The robust thumping of a string bass sounds over the yard of a rural homestead in Indiana. Now comes the shuffle of a snare, and the merry tinkling of the pianist in the orchestra of the legendary Paul Whiteman. Next, Genius imposes itself in the melody of a divine cornet. It’s the cornet of one of our authentic American cultural heroes, a prodigious son of the corn country of Davenport, Iowa. It’s the tremendous cornet of the immortal BEIDERBECKE.
But wait. The scratchy old recording reaches its end. After a moment’s silence there sounds the syncopation of a rhythm combo, vibrant with the energy of Old New Orleans, in particular the colorful precincts around Congo Square. Did I say New Orleans? I might just as well have said Old Africa, in its simpler days: the days of joyous dance, and carefree pagan worship. It’s that joy that saturates the blowing of this horn player, one who is much more virtuosic, if less elegant, than the first. His name: mighty SATCHMO.

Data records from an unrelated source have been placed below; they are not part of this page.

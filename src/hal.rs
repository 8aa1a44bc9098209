// Copyright (c) 2024 by Rivos Inc.
// Licensed under the Apache License, Version 2.0, see LICENSE for details.
// SPDX-License-Identifier: Apache-2.0

use crate::cpu::CpuId;
use crate::smp::CpuMask;
use crate::vm::VmId;

/// Scheduling priority tier for a vCPU's backing thread. Chosen once at
/// creation from the owning VM's OS-type hint.
#[derive(Clone, Copy, Debug, PartialEq, Eq)]
pub enum SchedClass {
    /// The guest runs a real-time OS; its threads get the higher tier.
    Rtos,
    /// General-purpose guest.
    General,
}

/// The host-kernel services this core consumes.
///
/// Implemented by the surrounding hypervisor over the host scheduler, the
/// virtual-timer subsystem and the virtual-device layer. All methods take
/// `&self`; the implementation is shared across cores.
pub trait VcpuHal {
    /// Handle to a host kernel thread. The thread's control block and stack
    /// are owned through this handle and released by
    /// [`free_thread`](Self::free_thread).
    type Thread;

    /// Creates a thread pinned to `cpu` in the suspended, not-yet-started
    /// state. The host wires its entry to [`Vcpu::run_loop`](crate::Vcpu::run_loop).
    /// Returns `None` when thread or stack allocation fails.
    fn spawn_thread(&self, name: &str, class: SchedClass, cpu: CpuId) -> Option<Self::Thread>;

    /// Releases `thread`'s control block and stack. The thread must no
    /// longer be runnable.
    fn free_thread(&self, thread: Self::Thread);

    /// Makes a never-started thread runnable for the first time.
    fn start_thread(&self, thread: &Self::Thread);

    /// Wakes a suspended thread.
    fn wake_thread(&self, thread: &Self::Thread);

    /// Removes a thread from its core's ready queue. The thread keeps
    /// running until the core holding it switches away.
    fn suspend_thread(&self, thread: &Self::Thread);

    /// Moves a runnable thread to the back of its priority queue.
    fn requeue_thread(&self, thread: &Self::Thread);

    /// Marks a thread permanently non-switchable. Sticky: honored by the
    /// scheduler across any later wake attempt.
    fn retire_thread(&self, thread: &Self::Thread);

    /// Sends the reschedule IPI to the cores in `mask`.
    fn ipi_reschedule(&self, mask: CpuMask);

    /// Stops the virtual timers backing the given vCPU's timer context.
    fn quiesce_vtimers(&self, vm: VmId, vcpu: u32);

    /// Tells the virtual-device layer that the given vCPU is no longer
    /// executing.
    fn vdev_pause(&self, vm: VmId, vcpu: u32);

    /// VM-wide teardown. Invoked only when a halt request arrives for a vCPU
    /// that never became schedulable.
    fn vm_delete(&self, vm: VmId);

    /// Free-running cycle counter, sampled at transition boundaries for the
    /// per-vCPU accounting counters.
    fn cycle_count(&self) -> u64;
}
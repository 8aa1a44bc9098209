// Copyright (c) 2024 by Rivos Inc.
// Licensed under the Apache License, Version 2.0, see LICENSE for details.
// SPDX-License-Identifier: Apache-2.0

//! The thread-swap hook. The host scheduler registers [`context_switch`]
//! once, globally, and invokes it around every thread swap in the system;
//! swaps that involve no vCPU thread take the early exit. Runs in scheduler
//! context: nothing here blocks or allocates.

#[cfg(feature = "smp")]
use log::warn;

use crate::arch::ArchVcpu;
use crate::hal::VcpuHal;
#[cfg(feature = "smp")]
use crate::vcpu::VcpuState;
use crate::vcpu::Vcpu;

/// Called for every thread swap with the vCPUs (if any) bound to the
/// outgoing and incoming threads. The host resolves thread → vCPU; passing
/// two `None`s is the common non-vCPU case and costs two branches.
pub fn context_switch<A: ArchVcpu, H: VcpuHal>(
    hal: &H,
    outgoing: Option<&Vcpu<A, H>>,
    incoming: Option<&Vcpu<A, H>>,
) {
    if let Some(vcpu) = outgoing {
        thread_swap_out(hal, vcpu);
    }
    if let Some(vcpu) = incoming {
        thread_swap_in(hal, vcpu);
    }
}

/// Outgoing half: the backing thread is leaving its core. The architectural
/// context is saved unconditionally; what happens next depends on the
/// logical state the state machine established before the scheduler got
/// here.
pub fn thread_swap_out<A: ArchVcpu, H: VcpuHal>(hal: &H, vcpu: &Vcpu<A, H>) {
    vcpu.arch_mut().save_context();

    #[cfg(feature = "smp")]
    match vcpu.state() {
        // An ordinary end of timeslice: back to the runnable set.
        VcpuState::Running => vcpu.demote_to_ready(hal),
        // Reset is applied in place, not on swap-out.
        VcpuState::Reset => {}
        // The transition already dequeued the thread; this core is the one
        // that finally stops executing it, so the guest-facing side winds
        // down here.
        VcpuState::Paused | VcpuState::Halted => {
            vcpu.charge_cycles(hal, vcpu.state());
            hal.quiesce_vtimers(vcpu.vm().id(), vcpu.id());
            hal.vdev_pause(vcpu.vm().id(), vcpu.id());
        }
        state => warn!(
            "vcpu {}: swapped out while {:?}",
            vcpu.name(),
            state
        ),
    }

    #[cfg(not(feature = "smp"))]
    let _ = hal;
}

/// Incoming half: the backing thread is entering a core. Loads the
/// architectural context and records the dispatch.
pub fn thread_swap_in<A: ArchVcpu, H: VcpuHal>(hal: &H, vcpu: &Vcpu<A, H>) {
    vcpu.arch_mut().load_context();

    // On a single core every scheduling decision was made synchronously
    // right here, so there is no logical state to reconcile.
    #[cfg(feature = "smp")]
    vcpu.promote_to_running(hal);

    #[cfg(not(feature = "smp"))]
    let _ = hal;
}
/// One virtual CPU: a lifecycle state machine wrapped around a host kernel
/// thread that executes guest slices.
///
/// Locking: `state` is written only by the transition paths in this module
/// (the public [`transition`](Self::transition) entry point and the
/// context-switch bookkeeping) and read everywhere else. There is no lock
/// around the vCPU as a whole; a vCPU's backing thread is resident on at
/// most one core at a time, and that host-scheduler guarantee is what orders
/// the mutations.
pub struct Vcpu<A: ArchVcpu, H: VcpuHal> {
    id: u32,
    name: ArrayString<VCPU_NAME_LEN>,
    vm: Arc<Vm>,
    // Write-once at creation; never reassigned (no migration).
    physical_cpu: CpuId,
    state: RwLock<VcpuState>,
    // Set when a resume request arrives while already Running somewhere;
    // consumed by that core's own pause-check path, never by the requester.
    resume_signal: AtomicBool,
    cycles: Mutex<CycleStats>,
    irq_block: VirtIrqBlock,
    binding: ThreadBinding<H::Thread>,
    exited: Once<()>,
    // Touched only from the core the backing thread resides on (run loop and
    // context-switch hook), which is what makes the unsynchronized cell
    // sound. See also the discussion on `state` above.
    arch: UnsafeCell<A>,
}

// Shared across cores for remote transition requests; the architectural
// context stays core-local per the single-residency guarantee.
unsafe impl<A, H> Sync for Vcpu<A, H>
where
    A: ArchVcpu + Send,
    H: VcpuHal,
    H::Thread: Send + Sync,
{
}

unsafe impl<A, H> Send for Vcpu<A, H>
where
    A: ArchVcpu + Send,
    H: VcpuHal,
    H::Thread: Send,
{
}

impl<A: ArchVcpu, H: VcpuHal> core::fmt::Debug for Vcpu<A, H> {
    fn fmt(&self, f: &mut core::fmt::Formatter<'_>) -> core::fmt::Result {
        f.debug_struct("Vcpu")
            .field("id", &self.id)
            .field("name", &self.name)
            .field("physical_cpu", &self.physical_cpu)
            .finish_non_exhaustive()
    }
}
// Copyright (c) 2024 by Rivos Inc.
// Licensed under the Apache License, Version 2.0, see LICENSE for details.
// SPDX-License-Identifier: Apache-2.0

use spin::Mutex;
use static_assertions::const_assert;

/// The maximum number of physical CPUs we can support.
pub const MAX_CPUS: usize = 64;

// Idle-pool and reschedule masks are single u64 bitmaps.
const_assert!(MAX_CPUS <= u64::BITS as usize);

/// Logical physical-CPU number. Assigned to a vCPU once at creation and
/// stable until the vCPU is destroyed.
#[derive(Clone, Copy, Debug, PartialEq, PartialOrd, Eq, Ord)]
pub struct CpuId(usize);

impl CpuId {
    /// Creates a `CpuId` from the raw index.
    pub fn new(raw: usize) -> Self {
        CpuId(raw)
    }

    /// Returns the raw value of the CPU ID.
    pub fn raw(&self) -> usize {
        self.0
    }
}

/// The pool of physical cores not currently backing a vCPU. Each vCPU draws
/// one core at creation and returns it at teardown.
///
/// Owned by the [`VcpuManager`](crate::VcpuManager) and passed by reference
/// where needed rather than living in file-scope static state.
pub struct IdleCpuPool {
    idle: Mutex<u64>,
    num_cpus: usize,
}

impl IdleCpuPool {
    /// Creates a pool with all of `num_cpus` cores idle.
    pub fn new(num_cpus: usize) -> Self {
        assert!(num_cpus > 0 && num_cpus <= MAX_CPUS);
        let all = if num_cpus == u64::BITS as usize {
            !0u64
        } else {
            (1u64 << num_cpus) - 1
        };
        Self {
            idle: Mutex::new(all),
            num_cpus,
        }
    }

    /// Total number of cores managed by the pool.
    pub fn num_cpus(&self) -> usize {
        self.num_cpus
    }

    /// Claims the lowest-numbered idle core, if any is left.
    pub fn take(&self) -> Option<CpuId> {
        let mut idle = self.idle.lock();
        if *idle == 0 {
            return None;
        }
        let bit = idle.trailing_zeros() as usize;
        *idle &= !(1u64 << bit);
        Some(CpuId::new(bit))
    }

    /// Returns `cpu` to the pool.
    pub fn release(&self, cpu: CpuId) {
        let mut idle = self.idle.lock();
        debug_assert_eq!(*idle & (1u64 << cpu.raw()), 0);
        *idle |= 1u64 << cpu.raw();
    }

    /// Number of cores currently idle.
    pub fn num_idle(&self) -> usize {
        self.idle.lock().count_ones() as usize
    }
}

Silence again. Then the needle drops for a third time. Again music, glorious music, pounds out of the window into the yard, ennobling (to some extent) Mother’s feeding of the hogs. Yes, Mr. Harris has slapped another of his vintage 78s on his lovingly preserved phonograph. Over the grunting of the pigs as Mother manhandles them comes the life-affirming piano of the noble JELLY ROLL.
Yes, I do love my vintage “sides,” as we collectors call them. I listen to them at evening, during Mother’s chore time, and am reminded of the bounty and generosity of the Lord, and of humanity’s occasional ability to rise to its best nature, expressing the mystery of life in joyous song, broadly defined.
Meanwhile, a committee of the Russian Duma has outraged Western liberal opinion by recommending that foreign journalists working in Russia register as foreign agents.
Good heavens. Shouldn’t American journalists in Russia be able to subvert their host country and destroy its people with impunity? The Russians have nerve.
One interesting thing about the outcry from American journalists is how disingenuous it is. They really would have us believe that the “illiberal” Russians (“illiberal” is currently the worst epithet it’s possible to utter in American journalist circles) are motivated here by an authoritarian impulse—a culturally determined distrust of free speech.
Some of us know better. Some of us are familiar with the long tradition in which Western news outlets have served as propaganda outlets for anti-Russian initiatives. I’m not even talking about the Western media worship of the Ukraine’s ruling Maidan Nazi Junta. Some of us were reading The New York Times towards the end of the Soviet era, when that paper was obsessive in its advocacy of a Baltic independence movement that was synonymous with anti-Russian racism, and that ended in one of the great tragedies of the 20th century: the stranding of millions of Great Russians in ultra-nationalist Baltic states in which these Great Russians are treated much like the Jews of Vichy were.
We also know that the English-language newspapers that proliferated all over Eastern Europe and the former Soviet Union in the early 1990s were CIA front organizations dedicated precisely to serving Zio-American imperialism and inculcating its liberal, Russia-hating “values” among a youthful local readership that, for better or worse, considers fluency in English to be prestigious (“hip,” as I understand young people put it these days). Was the English-language Moscow Times not a CIA/Mossad project? What about the Kyiv Post? Or the Prague Post? The Baltic Times?
But there’s another reason American journalists, specifically, are so sensitive to accusations that they’re subversives working for foreign governments. In the U.S., as we know, a majority of journalists actually are propaganda agents of a foreign government: Israel’s. Thus accusations of journalistic subversion, of journalists’ doing the secret bidding of foreign governments, get under their skin no matter the context.
The whole topic is one that they’d rather people didn’t notice. It’s inconvenient; it gets people thinking about the wrong things; people should be thinking about “checking their privilege,” or transitioning to another gender, or some such, rather than about the perfidy of Zion; it lets the cat out of the bag. Is there nothing more gauche, more vulgar, more immoral, more downright contemptible, then the foul and reactionary business of noticing reality in the conditions of totalitarian liberalism in which we now live?